2. Modeling of the Wing Sail

2.1. Model Development

The NACA 0021 is a symmetrical airfoil developed by the National Advisory Committee for Aeronautics (NACA). The “00” indicates the symmetry of the airfoil, while “21” denotes that the maximum relative thickness is 21% of the chord length. The upper and lower surfaces of the airfoil are symmetrical, and it exhibits a lift coefficient of zero at a zero angle of attack. It is commonly employed in scenarios that require symmetrical lift characteristics [11]. Figure 1a is a cross-sectional view of NACA 0021. HF-14-CE-01 is a specialized wing sail designed in this study, specifically tailored for applications in unmanned sailboats at sea. Figure 1b is a cross-sectional view of HF-14-CE-01, which is a NACA 0021 with the addition of a left–right symmetrical structure of the leading and trailing edges. In Figure 1, C₁ and C₂ are the chord lengths of the wing sail. The HF-14-CE-01 wing sail has maximum camber at 30% and 70% of the chord length (C₂), maximum thickness at 50% of the chord length (C₂), and maximum thickness at 20% of the chord length (C₂). The leading and trailing radii are 13.65 mm. The leading edge can guide the airflow and control the airflow separation. The rounded leading edge helps create a greater curvature on the upper surface of the wing sail. According to Bernoulli’s principle [12], the airflow accelerates faster on the upper surface, creating a larger low-pressure area, which is one of the main sources of lift. The trailing edge significantly increases the curvature of the rear part of the wing sail, making the airflow path on the upper surface longer, accelerating more significantly, and creating stronger suction. The airflow on the lower surface is hindered, and the pressure is higher. The overall effect is to significantly increase lift. Of course, the drag will also increase at the same time, but considering that the HF-14-CE-01 wing sail is used at a low angle of attack, the increase in drag is not significant.

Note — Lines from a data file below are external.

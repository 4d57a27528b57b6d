use serde::{Deserialize, Serialize};

use crate::error::ConfigError;
use crate::geometry::{Aabb, CameraPose};
use crate::host::{HostCapabilities, HostResult, ViewportHost};

use super::{LookAt, OrbitEye};

/// Which geometry the camera is aimed at.
#[derive(Debug, Clone, Copy, PartialEq, Eq, Default, Serialize, Deserialize)]
#[serde(rename_all = "snake_case")]
pub enum FrameTarget {
    /// The union of both clashing items.
    #[default]
    CombinedBounds,
    /// The first item alone, falling back to the combined bounds when it
    /// has no geometry.
    FirstItem,
}

/// Where the eye of an explicit look-at comes from.
#[derive(Debug, Clone, Copy, PartialEq, Serialize, Deserialize)]
#[serde(tag = "source", rename_all = "snake_case")]
pub enum EyeSource {
    /// Synthesized around the target from its size.
    Orbit(OrbitEye),
    /// Keep the host's current camera position and only re-aim.
    Current,
}

impl Default for EyeSource {
    fn default() -> Self {
        EyeSource::Orbit(OrbitEye::default())
    }
}

/// Parameters of the explicit look-at strategy.
#[derive(Debug, Clone, Copy, PartialEq, Default, Serialize, Deserialize)]
#[serde(default)]
pub struct LookAtFraming {
    pub eye: EyeSource,
}

/// How the camera is brought onto a clash.
#[derive(Debug, Clone, Copy, PartialEq, Serialize, Deserialize)]
#[serde(tag = "strategy", rename_all = "snake_case")]
pub enum FramingMode {
    /// Ask the host to zoom to the current selection.
    DelegatedFit,
    /// Compute a look-at pose locally and push it to the host.
    ExplicitLookAt(LookAtFraming),
}

impl FramingMode {
    /// Returns `true` if `caps` provides what this strategy needs.
    #[must_use]
    pub fn is_supported(&self, caps: &HostCapabilities) -> bool {
        match self {
            FramingMode::DelegatedFit => caps.frame_to_selection,
            FramingMode::ExplicitLookAt(_) => caps.camera_control,
        }
    }

    /// Picks the first strategy in `preferences` that `caps` supports.
    #[must_use]
    pub fn resolve(preferences: &[FramingMode], caps: &HostCapabilities) -> Option<FramingMode> {
        preferences.iter().copied().find(|mode| mode.is_supported(caps))
    }

    /// # Errors
    ///
    /// Returns an error if the orbit parameters are invalid.
    pub fn validate(&self) -> Result<(), ConfigError> {
        match self {
            FramingMode::ExplicitLookAt(LookAtFraming {
                eye: EyeSource::Orbit(orbit),
            }) => orbit.validate(),
            _ => Ok(()),
        }
    }

    /// Short name used in logs.
    #[must_use]
    pub fn name(&self) -> &'static str {
        match self {
            FramingMode::DelegatedFit => "delegated_fit",
            FramingMode::ExplicitLookAt(_) => "explicit_look_at",
        }
    }
}

/// Result of a framing attempt.
#[derive(Debug, Clone, Copy, PartialEq)]
pub enum FramingOutcome {
    /// The host framed the selection itself.
    Delegated,
    /// A pose was computed and applied.
    Posed(CameraPose),
    /// Eye and target coincided; the camera was left untouched.
    DegenerateView,
}

/// Applies a framing strategy to a target box.
pub struct Framer {
    mode: FramingMode,
    target: Aabb,
}

impl Framer {
    /// Creates a new `Framer`. `target` must not be empty for the explicit
    /// strategy.
    #[must_use]
    pub fn new(mode: FramingMode, target: Aabb) -> Self {
        Self { mode, target }
    }

    /// Executes the framing against `host`.
    ///
    /// The delegated strategy relies on the host's current selection.
    ///
    /// # Errors
    ///
    /// Returns an error if a host call fails.
    pub fn execute(&self, host: &mut dyn ViewportHost) -> HostResult<FramingOutcome> {
        let FramingMode::ExplicitLookAt(look_at) = self.mode else {
            host.frame_to_selection()?;
            return Ok(FramingOutcome::Delegated);
        };

        let target = self.target.center();
        let eye = match look_at.eye {
            EyeSource::Orbit(orbit) => orbit.execute(&self.target),
            EyeSource::Current => host.current_camera_pose()?.position,
        };
        match LookAt::new(eye, target).execute() {
            Ok(pose) => {
                host.set_camera_pose(&pose)?;
                Ok(FramingOutcome::Posed(pose))
            }
            Err(error) => {
                tracing::warn!(%error, "Cannot build look-at pose, leaving camera unchanged");
                Ok(FramingOutcome::DegenerateView)
            }
        }
    }
}

#[cfg(test)]
#[allow(clippy::unwrap_used)]
mod tests {
    use super::*;
    use crate::host::memory::{HostOp, ModelDocument};
    use crate::math::Point3;
    use approx::assert_relative_eq;

    fn unit_box_at(x: f64) -> Aabb {
        Aabb::new(Point3::new(x, 0.0, 0.0), Point3::new(x + 1.0, 1.0, 1.0))
    }

    #[test]
    fn resolve_picks_first_supported() {
        let prefs = [
            FramingMode::DelegatedFit,
            FramingMode::ExplicitLookAt(LookAtFraming::default()),
        ];
        let all = HostCapabilities::all();
        assert_eq!(FramingMode::resolve(&prefs, &all), Some(FramingMode::DelegatedFit));

        let no_fit = HostCapabilities {
            frame_to_selection: false,
            ..all
        };
        assert!(matches!(
            FramingMode::resolve(&prefs, &no_fit),
            Some(FramingMode::ExplicitLookAt(_))
        ));

        let nothing = HostCapabilities {
            frame_to_selection: false,
            camera_control: false,
            ..all
        };
        assert_eq!(FramingMode::resolve(&prefs, &nothing), None);
    }

    #[test]
    fn explicit_orbit_sets_pose() {
        let mut doc = ModelDocument::new();
        let target = unit_box_at(4.0);
        let outcome = Framer::new(FramingMode::ExplicitLookAt(LookAtFraming::default()), target)
            .execute(&mut doc)
            .unwrap();

        let FramingOutcome::Posed(pose) = outcome else {
            panic!("expected a pose, got {outcome:?}");
        };
        assert_eq!(doc.camera(), &pose);
        assert_relative_eq!((pose.position - target.center()).norm(), 10.0, epsilon = 1e-9);
        assert!(pose.is_orthonormal(1e-9));
    }

    #[test]
    fn current_eye_on_target_is_degenerate() {
        let mut doc = ModelDocument::new();
        // Default camera sits at the origin; aim at a point box there.
        let target = Aabb::from_point(Point3::origin());
        let mode = FramingMode::ExplicitLookAt(LookAtFraming {
            eye: EyeSource::Current,
        });
        let outcome = Framer::new(mode, target).execute(&mut doc).unwrap();
        assert_eq!(outcome, FramingOutcome::DegenerateView);
        assert_eq!(doc.calls().count(HostOp::SetCameraPose), 0);
    }

    #[test]
    fn delegated_calls_host() {
        let mut doc = ModelDocument::new();
        let item = doc.add_item("a", Some(unit_box_at(0.0)));
        doc.set_selection(&[item]).unwrap();
        let outcome = Framer::new(FramingMode::DelegatedFit, unit_box_at(0.0))
            .execute(&mut doc)
            .unwrap();
        assert_eq!(outcome, FramingOutcome::Delegated);
        assert_eq!(doc.calls().count(HostOp::FrameToSelection), 1);
    }
}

2.2. Definitions of Wing Sail Parameters

As shown in Figure 1 and Figure 2, key parameters include the wing chord lengths (C₁, C₂) and the wingspan (B₁, B₂) [13]. The wing aspect ratio (AR) is calculated as follows:

$$AR={\displaystyle \frac{B_n}{C_n}}$$

(1)

2.3. Development of the Simulation Model

The initial parameters for the wing sail model are defined as follows: the chord lengths (C₁, C₂) are 620 mm, and the wingspan (B₁, B₂) is 2480 mm; the aspect ratio (AR) is set to 4. Based on these parameters, the wing sail model was created using SolidWorks 2022 software [14], as illustrated in Figure 3. The wing sail is constructed from carbon fiber composite materials. In comparison to rigid materials such as metal or wood, carbon fiber offers significant advantages in wing sail applications. First, the strength and stiffness of carbon fiber are comparable to, or even exceed, those of many metals, yet its density is significantly lower than that of metals (approximately 60% of aluminum and 25% of steel), allowing for the manufacture of extremely rigid and lightweight wings, which is critical for sailing. Second, carbon fiber demonstrates superior fatigue resistance compared to metals, particularly aluminum alloys, when subjected to repeated alternating loads such as wave turbulence, gust impacts, and frequent windward turns. Consequently, this results in a longer service life and enhanced reliability of the carbon fiber wing sail in harsh marine environments.

3. Aerodynamic Analysis of the Wing Sail

3.1. Principle of Forces Acting on the Wing Sail

Bernoulli’s principle is a fundamental concept in fluid mechanics, representing the conservation of mechanical energy in an ideal fluid. Under ideal conditions, at any given cross-section of a flow tube, the sum of the kinetic energy, potential energy, and pressure potential energy of a unit volume of fluid remains constant. The Bernoulli equation is as follows:

$$P+{\displaystyle \frac{1}{2}}\rho {\mathrm{v}}^2+\rho \mathrm{gh}=c$$

(2)

In this equation, P is the pressure at a certain point in the fluid, ρ is the fluid density, v is the flow velocity of the fluid at that point, g is the acceleration due to gravity, h is the height of the point, and c is a constant.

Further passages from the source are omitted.